Museum protest in New York (state)

Strike MoMA is a movement to strike the Museum of Modern Art in New York City, targeting what its organizers describe as the "toxic philanthropy" of the museum's leadership. It has consisted of a series of 10 demonstrations organized over ten weeks, from April 9, 2021, through June 11.

== History ==
The movement, led by a collective calling itself the International Imagination of Anti-National Anti-Imperialist Feelings (IIAAF), grew as an escalation of pressure against the institution following reports that MoMA chairman Leon Black had paid the convicted sex offender Jeffrey Epstein charged with sex trafficking $158 million. A successful open letter campaign endorsed by over 150 artists led to his resignation as chairman of the museum, although questions remained as to how his role at the museum would continue.
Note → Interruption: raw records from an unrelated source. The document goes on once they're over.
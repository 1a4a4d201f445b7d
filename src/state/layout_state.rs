//! UI layout state management.
//!
//! This module tracks the measured viewport of the page panel and the
//! user-adjustable display options.

use eduhack::NavConfig;

/// State related to UI layout and sizing.
///
/// Responsibilities:
/// - Tracking the current scroll offset and viewport width
/// - Holding display toggles persisted across sessions
#[derive(Debug, Clone)]
pub struct LayoutState {
    /// Vertical scroll offset of the page panel, in points
    scroll_offset: f32,
    /// Width of the window content area, in points.
    ///
    /// The single width behind both the header layout and the navigation
    /// offset.
    viewport_width: f32,
    /// Whether the floating particles are drawn
    show_particles: bool,
}

impl Default for LayoutState {
    fn default() -> Self {
        Self::new()
    }
}

impl LayoutState {
    /// Creates a new layout state with default values.
    pub fn new() -> Self {
        Self {
            scroll_offset: 0.0,
            viewport_width: 1200.0,
            show_particles: true,
        }
    }

    pub fn with_particles(show_particles: bool) -> Self {
        Self {
            show_particles,
            ..Self::new()
        }
    }

    // ===== Layout Queries =====

    pub fn scroll_offset(&self) -> f32 {
        self.scroll_offset
    }

    pub fn viewport_width(&self) -> f32 {
        self.viewport_width
    }

    pub fn show_particles(&self) -> bool {
        self.show_particles
    }

    /// True when the viewport is below the navigation breakpoint
    pub fn is_narrow(&self, config: &NavConfig) -> bool {
        config.is_narrow(self.viewport_width)
    }

    // ===== Layout Mutations =====

    /// Records the page panel scroll offset of the current frame
    pub fn set_scroll_offset(&mut self, scroll_offset: f32) {
        self.scroll_offset = scroll_offset;
    }

    /// Records the window width at the start of the frame
    pub fn set_viewport_width(&mut self, viewport_width: f32) {
        self.viewport_width = viewport_width;
    }

    /// Returns a mutable reference to the particles toggle (for UI handlers).
    pub(crate) fn show_particles_mut(&mut self) -> &mut bool {
        &mut self.show_particles
    }

    /// Scroll back to the top, for a freshly loaded page
    pub fn reset_scroll(&mut self) {
        self.scroll_offset = 0.0;
    }
}
//! Countdown display: four zero-padded units with labels.

use eframe::egui;
use egui::RichText;
use eduhack::countdown::format_unit;
use eduhack::{Countdown, ThemeColors};

/// Renders the latest countdown reading.
///
/// # Arguments
/// * `ui` - The egui UI context for drawing
/// * `countdown` - Countdown to display; never ticked here
/// * `labels` - Labels for days, hours, minutes and seconds
/// * `colors` - Palette of the active theme
pub fn render_countdown(ui: &mut egui::Ui, countdown: &Countdown, labels: &[String; 4], colors: &ThemeColors) {
    let values = countdown.reading().time_left.fields();

    ui.horizontal(|ui| {
        for (value, label) in values.iter().zip(labels.iter()) {
            egui::Frame::default()
                .fill(colors.card_background)
                .corner_radius(8.0)
                .inner_margin(egui::Margin::symmetric(16, 10))
                .show(ui, |ui| {
                    ui.vertical_centered(|ui| {
                        ui.label(RichText::new(format_unit(*value)).size(32.0).strong().color(colors.accent));
                        ui.label(RichText::new(label.as_str()).small().color(colors.text_muted));
                    });
                });
        }
    });
}
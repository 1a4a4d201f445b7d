//! Settings persistence through eframe storage.
//!
//! Any serde type can be stored; values are kept as JSON strings under a
//! caller-chosen key.

use serde::{Deserialize, Serialize};

/// Coordinates generic settings persistence.
pub struct SettingsCoordinator;

impl SettingsCoordinator {
    /// Loads a setting, returning None if it is missing or unreadable.
    ///
    /// An unreadable value is logged and treated as missing.
    ///
    /// # Arguments
    /// * `storage` - The eframe storage interface
    /// * `key` - The storage key for this setting
    pub fn try_load_setting<T>(storage: Option<&dyn eframe::Storage>, key: &str) -> Option<T>
    where
        T: for<'de> Deserialize<'de>,
    {
        let json_str = storage?.get_string(key)?;
        match serde_json::from_str(&json_str) {
            Ok(value) => Some(value),
            Err(e) => {
                tracing::warn!("Ignoring unreadable setting '{}': {}", key, e);
                None
            }
        }
    }

    /// Loads a setting with a custom default.
    ///
    /// # Returns
    /// The stored value if present and valid, otherwise `default`
    pub fn load_setting_or<T>(storage: Option<&dyn eframe::Storage>, key: &str, default: T) -> T
    where
        T: for<'de> Deserialize<'de>,
    {
        Self::try_load_setting(storage, key).unwrap_or(default)
    }

    /// Loads a setting, falling back to `T::default()`.
    pub fn load_setting<T>(storage: Option<&dyn eframe::Storage>, key: &str) -> T
    where
        T: for<'de> Deserialize<'de> + Default,
    {
        Self::load_setting_or(storage, key, T::default())
    }

    /// Serializes `value` and stores it under `key`.
    ///
    /// # Examples
    /// ```ignore
    /// SettingsCoordinator::save_setting(storage, "show_particles", &true);
    /// ```
    pub fn save_setting<T>(storage: &mut dyn eframe::Storage, key: &str, value: &T)
    where
        T: Serialize,
    {
        match serde_json::to_string(value) {
            Ok(json_str) => {
                storage.set_string(key, json_str);
                storage.flush();
            }
            Err(e) => tracing::warn!("Failed to serialize setting '{}': {}", key, e),
        }
    }
}

#[cfg(test)]
pub(crate) mod tests {
    use super::*;
    use std::collections::{BTreeMap, HashMap};

    /// Simple mock storage for testing
    #[derive(Default)]
    pub(crate) struct MockStorage {
        pub(crate) data: HashMap<String, String>,
        pub(crate) flushes: usize,
    }

    impl eframe::Storage for MockStorage {
        fn get_string(&self, key: &str) -> Option<String> {
            self.data.get(key).cloned()
        }

        fn set_string(&mut self, key: &str, value: String) {
            self.data.insert(key.to_string(), value);
        }

        fn flush(&mut self) {
            self.flushes += 1;
        }
    }

    #[test]
    fn test_save_and_load_flag() {
        let mut storage = MockStorage::default();

        SettingsCoordinator::save_setting(&mut storage, "show_particles", &false);
        assert_eq!(storage.flushes, 1);

        let loaded: bool = SettingsCoordinator::load_setting_or(Some(&storage), "show_particles", true);
        assert!(!loaded);
    }

    #[test]
    fn test_missing_and_absent_storage_use_default() {
        let storage = MockStorage::default();

        let loaded: bool = SettingsCoordinator::load_setting_or(Some(&storage), "show_particles", true);
        assert!(loaded);

        let loaded: u32 = SettingsCoordinator::load_setting(None, "anything");
        assert_eq!(loaded, 0);
    }

    #[test]
    fn test_save_and_load_map() {
        let mut storage = MockStorage::default();
        let mut prefs = BTreeMap::new();
        prefs.insert("theme".to_string(), "dark".to_string());

        SettingsCoordinator::save_setting(&mut storage, "site_preferences", &prefs);
        let loaded: BTreeMap<String, String> = SettingsCoordinator::load_setting(Some(&storage), "site_preferences");
        assert_eq!(loaded, prefs);
    }

    #[test]
    fn test_unreadable_value_is_ignored() {
        let mut storage = MockStorage::default();
        eframe::Storage::set_string(&mut storage, "show_particles", "not json".to_string());

        let result: Option<bool> = SettingsCoordinator::try_load_setting(Some(&storage), "show_particles");
        assert_eq!(result, None);
    }
}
Michael Rakowitz, one of the signing artists, noted that "MoMA has refused comment on every story that has emerged about Leon Black." He continued, "The museum stays silent while we as artists are asked to speak. Beyond speaking, I look forward to collectively imagining an ecosystem that does not enlist our content to go on display in institutions whose board members create the very conditions in the world that many of us are devoted to dismantling.” The museum's director, Glenn D. Lowry, whose contract Black had extended through 2025, has also been identified as conspicuously silent on the subject.

In a statement on March 23, the IIAAF collective announced a 10-week strike against the MoMA starting April 9.

On April 30, activists planning to demonstrate inside the museum were denied entry. Among the organizers was Amin Husain of Decolonize This Place, who had previously organized protests against the Whitney Museum of American Art that led to the resignation of the vice-chairman Warren Kanders whose company Safariland produces tear gas grenades used on protesters.

On May 26, 2021, the Times of Israel reported that activists associated with the movement accused board members of the MoMA—Ron Lauder, Leon Black, and Steven Tananbaum—of "supporting apartheid rule" and "artwashing" the "occupation of Palestine".